Até que as cobranças os separem
O casamento entre pilotos e equipes de F-1 é eterno enquanto aparecerem os resultados
Por Luciano Burti
Poucos relacionamentos são tão tensos quanto aqueles entre pilotos de F-1 e suas equipes. Quanto tudo corre bem, o clima é de permanente lua-de-mel. Mas, quando começa a cobrança, não raro o casamento acaba de forma pouco amistosa.
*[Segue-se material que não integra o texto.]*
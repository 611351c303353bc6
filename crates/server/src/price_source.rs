use std::time::Duration;

use async_trait::async_trait;
use pharmabot_core::pricelist::{PriceListError, PriceSource};

/// Fetches the vendor price page over HTTP.
pub struct HttpPriceSource {
    http: reqwest::Client,
    url: String,
}

impl HttpPriceSource {
    pub fn new(url: impl Into<String>, timeout: Duration) -> Result<Self, PriceListError> {
        let http = reqwest::Client::builder()
            .timeout(timeout)
            .build()
            .map_err(|error| PriceListError::Transport(error.to_string()))?;

        Ok(Self { http, url: url.into() })
    }
}

#[async_trait]
impl PriceSource for HttpPriceSource {
    async fn fetch_page(&self) -> Result<String, PriceListError> {
        let response = self.http.get(&self.url).send().await.map_err(map_request_error)?;

        let status = response.status();
        if !status.is_success() {
            return Err(PriceListError::Status { status: status.as_u16() });
        }

        response.text().await.map_err(map_request_error)
    }

    fn origin(&self) -> &str {
        &self.url
    }
}

fn map_request_error(error: reqwest::Error) -> PriceListError {
    if error.is_timeout() {
        PriceListError::Timeout
    } else {
        PriceListError::Transport(error.to_string())
    }
}

#[cfg(test)]
mod tests {
    use std::time::Duration;

    use pharmabot_core::pricelist::{PriceListError, PriceSource};
    use wiremock::matchers::{method, path};
    use wiremock::{Mock, MockServer, ResponseTemplate};

    use super::HttpPriceSource;

    #[tokio::test]
    async fn returns_page_body() {
        let server = MockServer::start().await;
        Mock::given(method("GET"))
            .and(path("/product/price"))
            .respond_with(ResponseTemplate::new(200).set_body_string("<table></table>"))
            .mount(&server)
            .await;

        let source =
            HttpPriceSource::new(format!("{}/product/price", server.uri()), Duration::from_secs(5))
                .expect("client should build");

        assert_eq!(source.fetch_page().await, Ok("<table></table>".to_owned()));
        assert!(source.origin().ends_with("/product/price"));
    }

    #[tokio::test]
    async fn non_success_status_is_reported() {
        let server = MockServer::start().await;
        Mock::given(method("GET"))
            .respond_with(ResponseTemplate::new(502))
            .mount(&server)
            .await;

        let source = HttpPriceSource::new(server.uri(), Duration::from_secs(5))
            .expect("client should build");

        assert_eq!(source.fetch_page().await, Err(PriceListError::Status { status: 502 }));
    }

    #[tokio::test]
    async fn slow_page_times_out() {
        let server = MockServer::start().await;
        Mock::given(method("GET"))
            .respond_with(
                ResponseTemplate::new(200)
                    .set_body_string("<table></table>")
                    .set_delay(Duration::from_millis(500)),
            )
            .mount(&server)
            .await;

        let source = HttpPriceSource::new(server.uri(), Duration::from_millis(50))
            .expect("client should build");

        assert_eq!(source.fetch_page().await, Err(PriceListError::Timeout));
    }
}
O caso mais recente é a demissão do campeão de 1997, Jacques Villeneuve. O canadense já não agradava a equipe Sauber desde o ano passado, quando foi constantemente superado por Felipe Massa. Ao fim da temporada, a equipe foi comprada pela BMW e Villeneuve ficou no time. Sua permanência foi mais uma questão de conveniência. Com contrato já assinado para 2006, sua dispensa custaria muito caro. Ainda assim, depois de um fraco desempenho ao longo desta temporada, a paciência da equipe alemã atingiu a faixa vermelha. Em casa, no GP da Alemanha, os principais chefes e convidados da montadora assistiram ao ex-campeão do mundo abandonar a prova após cometer um erro e bater contra a barreira de pneus. No dia seguinte, Villeneuve recebeu a informação de que não correria no GP da Hungria. Para disfarçar o desentendimento, inventaram que ele estava com fortes dores de cabeça em conseqüência do acidente. Foi substituído pelo piloto de testes, o polonês Robert Kubica, que com seu ótimo desempenho apressou o divórcio da montadora alemã com Villeneuve.
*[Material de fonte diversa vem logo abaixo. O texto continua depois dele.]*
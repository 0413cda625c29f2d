/// Who asked for an interrupt.
///
/// External delivery sets the EXT bit in any error code pushed while
/// delivering the vector, and is exempt from the software-INT privilege
/// check.
#[derive(Debug, Clone, Copy, PartialEq, Eq)]
pub enum InterruptSource {
    Internal,
    External,
}

impl InterruptSource {
    pub(crate) fn ext_bit(self) -> u16 {
        match self {
            InterruptSource::Internal => 0,
            InterruptSource::External => 1,
        }
    }
}

/// An architectural exception, carried as the error arm of `Result` through
/// every memory, segmentation and decode step.
///
/// The dispatcher in `cpu.rs` converts one of these into an interrupt
/// delivery; there is no unwinding machinery involved.
#[derive(Debug, Clone, Copy, PartialEq, Eq, thiserror::Error)]
pub enum Exception {
    #[error("#DE")]
    DivideError,
    #[error("#DB")]
    Debug,
    #[error("#BP")]
    Breakpoint,
    #[error("#OF")]
    Overflow,
    #[error("#BR")]
    BoundRange,
    #[error("#UD")]
    InvalidOpcode,
    #[error("#DF")]
    DoubleFault,
    #[error("#TS({0:#06x})")]
    InvalidTss(u16),
    #[error("#NP({0:#06x})")]
    SegmentNotPresent(u16),
    #[error("#SS({0:#06x})")]
    StackFault(u16),
    #[error("#GP({0:#06x})")]
    GeneralProtection(u16),
    #[error("#PF({error_code:#06x}) at {address:#010x}")]
    PageFault { error_code: u16, address: u32 },
}

#[derive(Debug, Clone, Copy, PartialEq, Eq)]
enum ExceptionClass {
    Benign,
    Contributory,
    PageFault,
}

impl Exception {
    /// #GP with a selector-based error code.
    pub fn gp(selector: u16) -> Self {
        Exception::GeneralProtection(selector & 0xFFFC)
    }

    pub fn gp0() -> Self {
        Exception::GeneralProtection(0)
    }

    pub fn np(selector: u16) -> Self {
        Exception::SegmentNotPresent(selector & 0xFFFC)
    }

    pub fn ss(selector: u16) -> Self {
        Exception::StackFault(selector & 0xFFFC)
    }

    pub fn ts(selector: u16) -> Self {
        Exception::InvalidTss(selector & 0xFFFC)
    }

    pub fn vector(&self) -> u8 {
        match self {
            Exception::DivideError => 0,
            Exception::Debug => 1,
            Exception::Breakpoint => 3,
            Exception::Overflow => 4,
            Exception::BoundRange => 5,
            Exception::InvalidOpcode => 6,
            Exception::DoubleFault => 8,
            Exception::InvalidTss(_) => 10,
            Exception::SegmentNotPresent(_) => 11,
            Exception::StackFault(_) => 12,
            Exception::GeneralProtection(_) => 13,
            Exception::PageFault { .. } => 14,
        }
    }

    pub fn error_code(&self) -> Option<u16> {
        match *self {
            Exception::DoubleFault => Some(0),
            Exception::InvalidTss(code)
            | Exception::SegmentNotPresent(code)
            | Exception::StackFault(code)
            | Exception::GeneralProtection(code) => Some(code),
            Exception::PageFault { error_code, .. } => Some(error_code),
            _ => None,
        }
    }

    /// Traps leave EIP at the next instruction; faults rewind it so the
    /// instruction restarts after the handler returns.
    pub fn is_trap(&self) -> bool {
        matches!(
            self,
            Exception::Breakpoint | Exception::Overflow | Exception::Debug
        )
    }

    fn class(&self) -> ExceptionClass {
        match self {
            Exception::PageFault { .. } => ExceptionClass::PageFault,
            Exception::InvalidTss(_)
            | Exception::SegmentNotPresent(_)
            | Exception::StackFault(_)
            | Exception::GeneralProtection(_)
            | Exception::DivideError => ExceptionClass::Contributory,
            _ => ExceptionClass::Benign,
        }
    }

    /// Whether a `second` exception raised while delivering `self` escalates
    /// to a double fault (Intel SDM vol. 3, interrupt 8).
    pub fn promotes_to_double_fault(&self, second: &Exception) -> bool {
        use ExceptionClass as C;
        matches!(
            (self.class(), second.class()),
            (C::Contributory, C::Contributory)
                | (C::PageFault, C::Contributory)
                | (C::PageFault, C::PageFault)
        )
    }
}

#[cfg(test)]
mod tests {
    use super::*;

    #[test]
    fn selector_error_codes_mask_rpl() {
        assert_eq!(Exception::gp(0x1B), Exception::GeneralProtection(0x18));
        assert_eq!(Exception::np(0xFFFF), Exception::SegmentNotPresent(0xFFFC));
    }

    #[test]
    fn double_fault_matrix() {
        let gp = Exception::GeneralProtection(0);
        let pf = Exception::PageFault {
            error_code: 0,
            address: 0,
        };
        let de = Exception::DivideError;
        let ud = Exception::InvalidOpcode;

        assert!(gp.promotes_to_double_fault(&gp));
        assert!(gp.promotes_to_double_fault(&de));
        assert!(pf.promotes_to_double_fault(&pf));
        assert!(pf.promotes_to_double_fault(&gp));
        // A page fault during a contributory exception is *not* a #DF.
        assert!(!gp.promotes_to_double_fault(&pf));
        assert!(!ud.promotes_to_double_fault(&gp));
    }
}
Outra separação recente foi entre Montoya e McLaren. O colombiano entrou na F-1, pela Williams, em 2001, como promessa de futuro campeão. No fim de 2004 assinou com a McLaren um contrato de duas temporadas, mas, devido ao desempenho abaixo do esperado, a paixão entre ele e a equipe foi enfraquecendo. Quando Montoya soube que a equipe inglesa não tinha interesse em mantê-lo em 2007, ele correu atrás de um novo parceiro nos Estados Unidos, onde sua reputação é forte graças à conquista do título de Fórmula Cart em 1999 e das 500 Milhas de Indianápolis em 2000. Ligou para seu ''ex'', Chip Ganassi, e assinou um contrato para correr na Nascar no ano que vem. Mesmo assim, deveria cumprir o acordo com a McLaren até o fim desta temporada, mas Ron Dennis, sentindo-se traído pelo colombiano por anunciar a separação antes do combinado, colocou o piloto para fora de casa já no GP da Alemanha.
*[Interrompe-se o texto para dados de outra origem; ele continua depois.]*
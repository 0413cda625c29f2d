//! MOV in all encodings, exchanges, address/segment loads and the widening
//! moves.

use crate::cpu::{Cpu, Env};
use crate::decode::{Instruction, RmLocation};
use crate::exception::Exception;
use crate::state::{SegReg, REG_EBX};

pub(crate) fn mov_rm8_r8(cpu: &mut Cpu, _env: &mut Env<'_>, insn: &Instruction) -> Result<(), Exception> {
    let v = cpu.read_reg8(insn.modrm().reg());
    cpu.write_rm8(insn, v)
}

pub(crate) fn mov_rm_r(cpu: &mut Cpu, _env: &mut Env<'_>, insn: &Instruction) -> Result<(), Exception> {
    if insn.o32 {
        let v = cpu.read_reg32(insn.modrm().reg());
        cpu.write_rm32(insn, v)
    } else {
        let v = cpu.read_reg16(insn.modrm().reg());
        cpu.write_rm16(insn, v)
    }
}

pub(crate) fn mov_r8_rm8(cpu: &mut Cpu, _env: &mut Env<'_>, insn: &Instruction) -> Result<(), Exception> {
    let v = cpu.read_rm8(insn)?;
    cpu.write_reg8(insn.modrm().reg(), v);
    Ok(())
}

pub(crate) fn mov_r_rm(cpu: &mut Cpu, _env: &mut Env<'_>, insn: &Instruction) -> Result<(), Exception> {
    if insn.o32 {
        let v = cpu.read_rm32(insn)?;
        cpu.write_reg32(insn.modrm().reg(), v);
    } else {
        let v = cpu.read_rm16(insn)?;
        cpu.write_reg16(insn.modrm().reg(), v);
    }
    Ok(())
}

pub(crate) fn mov_rm_sreg(cpu: &mut Cpu, _env: &mut Env<'_>, insn: &Instruction) -> Result<(), Exception> {
    let seg = SegReg::from_index(insn.modrm().reg()).ok_or(Exception::InvalidOpcode)?;
    let selector = cpu.segment(seg);
    match insn.modrm().location {
        // Register destination zero-extends to the full operand size.
        RmLocation::Reg(i) if insn.o32 => {
            cpu.write_reg32(i, u32::from(selector));
            Ok(())
        }
        _ => cpu.write_rm16(insn, selector),
    }
}

pub(crate) fn mov_sreg_rm(cpu: &mut Cpu, _env: &mut Env<'_>, insn: &Instruction) -> Result<(), Exception> {
    let seg = SegReg::from_index(insn.modrm().reg()).ok_or(Exception::InvalidOpcode)?;
    if seg == SegReg::CS {
        // MOV CS is not a thing on the 286+.
        return Err(Exception::InvalidOpcode);
    }
    let selector = cpu.read_rm16(insn)?;
    cpu.load_segment(seg, selector)?;
    if seg == SegReg::SS {
        cpu.make_next_instruction_uninterruptible();
    }
    Ok(())
}

pub(crate) fn mov_al_moffs(cpu: &mut Cpu, _env: &mut Env<'_>, insn: &Instruction) -> Result<(), Exception> {
    let v = cpu.read_memory8(insn.data_segment(), insn.imm)?;
    cpu.set_al(v);
    Ok(())
}

pub(crate) fn mov_eax_moffs(cpu: &mut Cpu, _env: &mut Env<'_>, insn: &Instruction) -> Result<(), Exception> {
    if insn.o32 {
        let v = cpu.read_memory32(insn.data_segment(), insn.imm)?;
        cpu.set_eax(v);
    } else {
        let v = cpu.read_memory16(insn.data_segment(), insn.imm)?;
        cpu.set_ax(v);
    }
    Ok(())
}

pub(crate) fn mov_moffs_al(cpu: &mut Cpu, _env: &mut Env<'_>, insn: &Instruction) -> Result<(), Exception> {
    let v = cpu.al();
    cpu.write_memory8(insn.data_segment(), insn.imm, v)
}

pub(crate) fn mov_moffs_eax(cpu: &mut Cpu, _env: &mut Env<'_>, insn: &Instruction) -> Result<(), Exception> {
    if insn.o32 {
        let v = cpu.eax();
        cpu.write_memory32(insn.data_segment(), insn.imm, v)
    } else {
        let v = cpu.ax();
        cpu.write_memory16(insn.data_segment(), insn.imm, v)
    }
}

pub(crate) fn mov_reg8_imm(cpu: &mut Cpu, _env: &mut Env<'_>, insn: &Instruction) -> Result<(), Exception> {
    cpu.write_reg8(usize::from(insn.opcode & 7), insn.imm as u8);
    Ok(())
}

pub(crate) fn mov_reg_imm(cpu: &mut Cpu, _env: &mut Env<'_>, insn: &Instruction) -> Result<(), Exception> {
    let reg = usize::from(insn.opcode & 7);
    if insn.o32 {
        cpu.write_reg32(reg, insn.imm);
    } else {
        cpu.write_reg16(reg, insn.imm as u16);
    }
    Ok(())
}

pub(crate) fn mov_rm8_imm(cpu: &mut Cpu, _env: &mut Env<'_>, insn: &Instruction) -> Result<(), Exception> {
    cpu.write_rm8(insn, insn.imm as u8)
}

pub(crate) fn mov_rm_imm(cpu: &mut Cpu, _env: &mut Env<'_>, insn: &Instruction) -> Result<(), Exception> {
    cpu.write_rm_osize(insn, insn.imm)
}

// --- XCHG ------------------------------------------------------------------

pub(crate) fn xchg_eax_reg(cpu: &mut Cpu, _env: &mut Env<'_>, insn: &Instruction) -> Result<(), Exception> {
    let reg = usize::from(insn.opcode & 7);
    if insn.o32 {
        let tmp = cpu.read_reg32(reg);
        let eax = cpu.eax();
        cpu.write_reg32(reg, eax);
        cpu.set_eax(tmp);
    } else {
        let tmp = cpu.read_reg16(reg);
        let ax = cpu.ax();
        cpu.write_reg16(reg, ax);
        cpu.set_ax(tmp);
    }
    Ok(())
}

pub(crate) fn xchg_rm8_r8(cpu: &mut Cpu, _env: &mut Env<'_>, insn: &Instruction) -> Result<(), Exception> {
    let reg = insn.modrm().reg();
    let tmp = cpu.read_rm8(insn)?;
    let reg_value = cpu.read_reg8(reg);
    cpu.write_rm8(insn, reg_value)?;
    cpu.write_reg8(reg, tmp);
    Ok(())
}

pub(crate) fn xchg_rm_r(cpu: &mut Cpu, _env: &mut Env<'_>, insn: &Instruction) -> Result<(), Exception> {
    let reg = insn.modrm().reg();
    if insn.o32 {
        let tmp = cpu.read_rm32(insn)?;
        let reg_value = cpu.read_reg32(reg);
        cpu.write_rm32(insn, reg_value)?;
        cpu.write_reg32(reg, tmp);
    } else {
        let tmp = cpu.read_rm16(insn)?;
        let reg_value = cpu.read_reg16(reg);
        cpu.write_rm16(insn, reg_value)?;
        cpu.write_reg16(reg, tmp);
    }
    Ok(())
}

// --- Address loads ----------------------------------------------------------

pub(crate) fn lea(cpu: &mut Cpu, _env: &mut Env<'_>, insn: &Instruction) -> Result<(), Exception> {
    let (_seg, ea) = cpu.rm_memory_operand(insn)?;
    let reg = insn.modrm().reg();
    if insn.o32 {
        cpu.write_reg32(reg, ea);
    } else {
        cpu.write_reg16(reg, ea as u16);
    }
    Ok(())
}

fn load_far_pointer(
    cpu: &mut Cpu,
    insn: &Instruction,
    seg: SegReg,
) -> Result<(), Exception> {
    let (src_seg, ea) = cpu.rm_memory_operand(insn)?;
    let offset = cpu.read_memory_osize(src_seg, ea, insn.o32)?;
    let selector = cpu.read_memory16(src_seg, ea.wrapping_add(insn.osize().bytes()))?;
    cpu.load_segment(seg, selector)?;
    let reg = insn.modrm().reg();
    if insn.o32 {
        cpu.write_reg32(reg, offset);
    } else {
        cpu.write_reg16(reg, offset as u16);
    }
    if seg == SegReg::SS {
        cpu.make_next_instruction_uninterruptible();
    }
    Ok(())
}

pub(crate) fn les(cpu: &mut Cpu, _env: &mut Env<'_>, insn: &Instruction) -> Result<(), Exception> {
    load_far_pointer(cpu, insn, SegReg::ES)
}

pub(crate) fn lds(cpu: &mut Cpu, _env: &mut Env<'_>, insn: &Instruction) -> Result<(), Exception> {
    load_far_pointer(cpu, insn, SegReg::DS)
}

pub(crate) fn lss(cpu: &mut Cpu, _env: &mut Env<'_>, insn: &Instruction) -> Result<(), Exception> {
    load_far_pointer(cpu, insn, SegReg::SS)
}

pub(crate) fn lfs(cpu: &mut Cpu, _env: &mut Env<'_>, insn: &Instruction) -> Result<(), Exception> {
    load_far_pointer(cpu, insn, SegReg::FS)
}

pub(crate) fn lgs(cpu: &mut Cpu, _env: &mut Env<'_>, insn: &Instruction) -> Result<(), Exception> {
    load_far_pointer(cpu, insn, SegReg::GS)
}

// --- Widening moves ---------------------------------------------------------

pub(crate) fn movzx_r_rm8(cpu: &mut Cpu, _env: &mut Env<'_>, insn: &Instruction) -> Result<(), Exception> {
    let v = u32::from(cpu.read_rm8(insn)?);
    let reg = insn.modrm().reg();
    if insn.o32 {
        cpu.write_reg32(reg, v);
    } else {
        cpu.write_reg16(reg, v as u16);
    }
    Ok(())
}

pub(crate) fn movzx_r_rm16(cpu: &mut Cpu, _env: &mut Env<'_>, insn: &Instruction) -> Result<(), Exception> {
    let v = u32::from(cpu.read_rm16(insn)?);
    let reg = insn.modrm().reg();
    if insn.o32 {
        cpu.write_reg32(reg, v);
    } else {
        cpu.write_reg16(reg, v as u16);
    }
    Ok(())
}

pub(crate) fn movsx_r_rm8(cpu: &mut Cpu, _env: &mut Env<'_>, insn: &Instruction) -> Result<(), Exception> {
    let v = cpu.read_rm8(insn)? as i8;
    let reg = insn.modrm().reg();
    if insn.o32 {
        cpu.write_reg32(reg, v as i32 as u32);
    } else {
        cpu.write_reg16(reg, v as i16 as u16);
    }
    Ok(())
}

pub(crate) fn movsx_r_rm16(cpu: &mut Cpu, _env: &mut Env<'_>, insn: &Instruction) -> Result<(), Exception> {
    let v = cpu.read_rm16(insn)? as i16;
    let reg = insn.modrm().reg();
    if insn.o32 {
        cpu.write_reg32(reg, v as i32 as u32);
    } else {
        cpu.write_reg16(reg, v as u16);
    }
    Ok(())
}

/// CMOVcc. The memory operand is read regardless of the condition, so a bad
/// address faults either way.
pub(crate) fn cmovcc(cpu: &mut Cpu, _env: &mut Env<'_>, insn: &Instruction) -> Result<(), Exception> {
    let value = cpu.read_rm_osize(insn)?;
    let cc = (insn.opcode & 0xF) as u8;
    if cpu.condition(cc) {
        let reg = insn.modrm().reg();
        if insn.o32 {
            cpu.write_reg32(reg, value);
        } else {
            cpu.write_reg16(reg, value as u16);
        }
    }
    Ok(())
}

// --- XLAT ------------------------------------------------------------------

pub(crate) fn xlat(cpu: &mut Cpu, _env: &mut Env<'_>, insn: &Instruction) -> Result<(), Exception> {
    let table = if insn.a32 {
        cpu.read_reg32(REG_EBX)
    } else {
        u32::from(cpu.read_reg16(REG_EBX))
    };
    let v = cpu.read_memory8(insn.data_segment(), table.wrapping_add(u32::from(cpu.al())))?;
    cpu.set_al(v);
    Ok(())
}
Essas brigas fazem parte da F-1. Eu mesmo tive essa experiência, quando assinei o contrato com a Jaguar no fim de 2000. Minha negociação havia sido com o americano Neil Ressler, executivo da Ford e chefe da equipe na ocasião. Infelizmente, dois meses após o acordo, ele decidiu se aposentar e voltar para casa. A Ford, sob pressão por estar em cima da hora, contratou Bobby Rahal para assumir o comando da equipe, mas, assim que o ex-piloto de F-Indy chegou à sede da equipe, decidiu demitir várias pessoas. O motivo nunca foi explicado, mas parecia só uma maneira de mostrar força e de dar satisfação à Ford de que algo estava sendo feito para levar a Jaguar ao topo do pódio. Demitiu Tomas Scheckter (piloto de testes), John Russell (projetista), Rob Armstrong (administrador) e muitos outros. Quando percebi a intenção do novo patrão, negociei uma transferência para a Prost, antes que entrasse na lista de divorciados. Porém, Rahal mexeu, mudou, gastou muito dinheiro e a Jaguar continuou andando lá atrás. Por fim, ele mesmo foi demitido.
A galeria dos separados não é pequena. E os grandes vencedores dessas disputas ''matrimoniais'' provavelmente nunca puseram os pés numa pista ou as mãos no volante: são os advogados, que conduzem com garra os casos de seus clientes, pilotos ou equipes.